‘Typical’ is the word Kylie Smith would use to describe the pregnancies and births of her three children.
Before giving birth to her daughter Willa early this year, the speech pathologist delivered her two other children Rose and Samuel naturally, without any complications.
Her babies always “came quickly” and she was able to breastfeed them straight away without issue. All three labours were completely uneventful.
With her first two babies, so were the weeks and months that followed. But when Willa was around four weeks old, Kylie started experiencing odd symptoms.
“I noticed on Good Friday, I couldn’t taste the chocolate Easter eggs. It was very distressing, very odd. My tastes were completely off. I couldn’t taste my food properly,” the 39-year-old told Mamamia.
“Food didn’t taste right, like if you went to swallow a tablet and you didn’t swallow properly and got a yucky, talc taste in your mouth, that’s what everything tasted like. It was so annoying, I was finally able to have a drink again but I couldn’t enjoy it because of the revolting taste.”
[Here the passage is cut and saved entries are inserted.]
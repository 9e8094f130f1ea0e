use crate::digest::Digest;
use chrono::{DateTime, Utc};
use serde::{Deserialize, Serialize};
use std::path::PathBuf;

#[derive(Debug, Clone, Copy, PartialEq, Eq, Serialize, Deserialize)]
#[serde(rename_all = "lowercase")]
pub enum Outcome {
    /// A new artifact was produced
    Bundled,
    /// The digest was already deployed; nothing was produced
    Skipped,
}

/// What a bundled run produced.
#[derive(Debug, Clone, PartialEq, Serialize, Deserialize)]
#[serde(tag = "type", rename_all = "lowercase")]
pub enum Artifact {
    #[serde(rename_all = "camelCase")]
    Archive {
        path: PathBuf,
        files: Vec<String>,
        #[serde(skip_serializing_if = "Option::is_none")]
        handler: Option<String>,
    },
    #[serde(rename_all = "camelCase")]
    Image {
        tag: String,
        image_id: String,
        duration_ms: u64,
        created_at: DateTime<Utc>,
    },
}

/// Uniform result of one packaging run.
#[derive(Debug, Clone, PartialEq, Serialize, Deserialize)]
#[serde(rename_all = "camelCase")]
pub struct BuildResult {
    /// Workload name, or `<workload>-<function>` for fanned-out artifacts
    pub name: String,
    pub outcome: Outcome,
    pub digest: Digest,
    /// Artifact size in bytes; always `None` when skipped
    pub size: Option<u64>,
    pub artifact: Option<Artifact>,
}

impl BuildResult {
    pub fn skipped(name: impl Into<String>, digest: Digest) -> Self {
        Self {
            name: name.into(),
            outcome: Outcome::Skipped,
            digest,
            size: None,
            artifact: None,
        }
    }

    pub fn bundled(name: impl Into<String>, digest: Digest, size: u64, artifact: Artifact) -> Self {
        Self {
            name: name.into(),
            outcome: Outcome::Bundled,
            digest,
            size: Some(size),
            artifact: Some(artifact),
        }
    }

    pub fn is_skipped(&self) -> bool {
        self.outcome == Outcome::Skipped
    }
}

/// One result for most kinds; an ordered list for the multi-artifact web strategy.
#[derive(Debug, Clone, PartialEq, Serialize, Deserialize)]
#[serde(untagged)]
pub enum Packaged {
    Single(BuildResult),
    Multiple(Vec<BuildResult>),
}

impl Packaged {
    pub fn into_results(self) -> Vec<BuildResult> {
        match self {
            Self::Single(result) => vec![result],
            Self::Multiple(results) => results,
        }
    }

    pub fn results(&self) -> &[BuildResult] {
        match self {
            Self::Single(result) => std::slice::from_ref(result),
            Self::Multiple(results) => results,
        }
    }
}

#[cfg(test)]
mod tests {
    use super::*;

    #[test]
    fn test_skipped_serializes_null_size() {
        let result = BuildResult::skipped("api", Digest::from("abc"));
        let json = serde_json::to_value(&result).unwrap();
        assert_eq!(json["outcome"], "skipped");
        assert!(json["size"].is_null());
        assert!(json["artifact"].is_null());
    }

    #[test]
    fn test_archive_artifact_shape() {
        let result = BuildResult::bundled(
            "fn",
            Digest::from("abc"),
            10,
            Artifact::Archive {
                path: PathBuf::from("out/fn.zip"),
                files: vec!["index.js".to_string()],
                handler: Some("index.handler".to_string()),
            },
        );
        let json = serde_json::to_value(&result).unwrap();
        assert_eq!(json["artifact"]["type"], "archive");
        assert_eq!(json["artifact"]["handler"], "index.handler");
        assert_eq!(json["size"], 10);
        assert_eq!(Packaged::Single(result).into_results().len(), 1);
    }
}
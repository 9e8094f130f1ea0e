/// Error classification as seen by callers of the packaging engine
#[cfg(test)]
mod tests {
    use packsmith::error::{is_retryable, ErrorKind, IoContext, PackagingError};
    use std::path::PathBuf;

    #[test]
    fn test_input_errors_are_not_retryable() {
        let errors = vec![
            PackagingError::SourceNotFound {
                path: PathBuf::from("./missing"),
            },
            PackagingError::UnsupportedLanguage {
                entryfile: "main.rb".to_string(),
            },
            PackagingError::InvalidWorkload {
                workload: "a/b".to_string(),
                reason: "name must be a non-empty single path segment".to_string(),
            },
        ];
        for err in &errors {
            assert_eq!(err.kind(), ErrorKind::Input);
            assert!(!is_retryable(err));
        }
    }

    #[test]
    fn test_tool_failure_is_not_retried() {
        let err = PackagingError::ExternalTool {
            tool: "nixpacks".to_string(),
            command: "nixpacks build .".to_string(),
            exit_code: None,
            output: "killed".to_string(),
        };
        assert_eq!(err.kind(), ErrorKind::ExternalTool);
        assert!(!is_retryable(&err));
        assert!(err.to_string().contains("exit code none"));
    }

    #[test]
    fn test_io_context_names_the_path() {
        let result: std::io::Result<()> = Err(std::io::Error::new(
            std::io::ErrorKind::PermissionDenied,
            "denied",
        ));
        let err = result.at("/var/out/api.zip").unwrap_err();
        assert_eq!(err.kind(), ErrorKind::Internal);
        assert!(err.to_string().contains("/var/out/api.zip"));
    }

    #[test]
    fn test_unresolvable_manager_mentions_language() {
        let err = PackagingError::UnresolvablePackageManager {
            language: "python".to_string(),
            path: PathBuf::from("/src/app"),
            reason: "no lockfile".to_string(),
        };
        let msg = err.to_string();
        assert!(msg.contains("python"));
        assert!(msg.contains("/src/app"));
    }
}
Kylie kept her symptoms – odd headaches that felt like “stripes across her head” and pressure in her mouth and ear – mostly to herself for two weeks. She’d just had a baby, after all. She was breastfeeding and using muscles she hadn’t used for a while, she told herself.
“I thought I’d pulled something or strained something, that it was all part of having a new baby. I put it to the back of my mind. I didn’t want to look like I wasn’t coping.”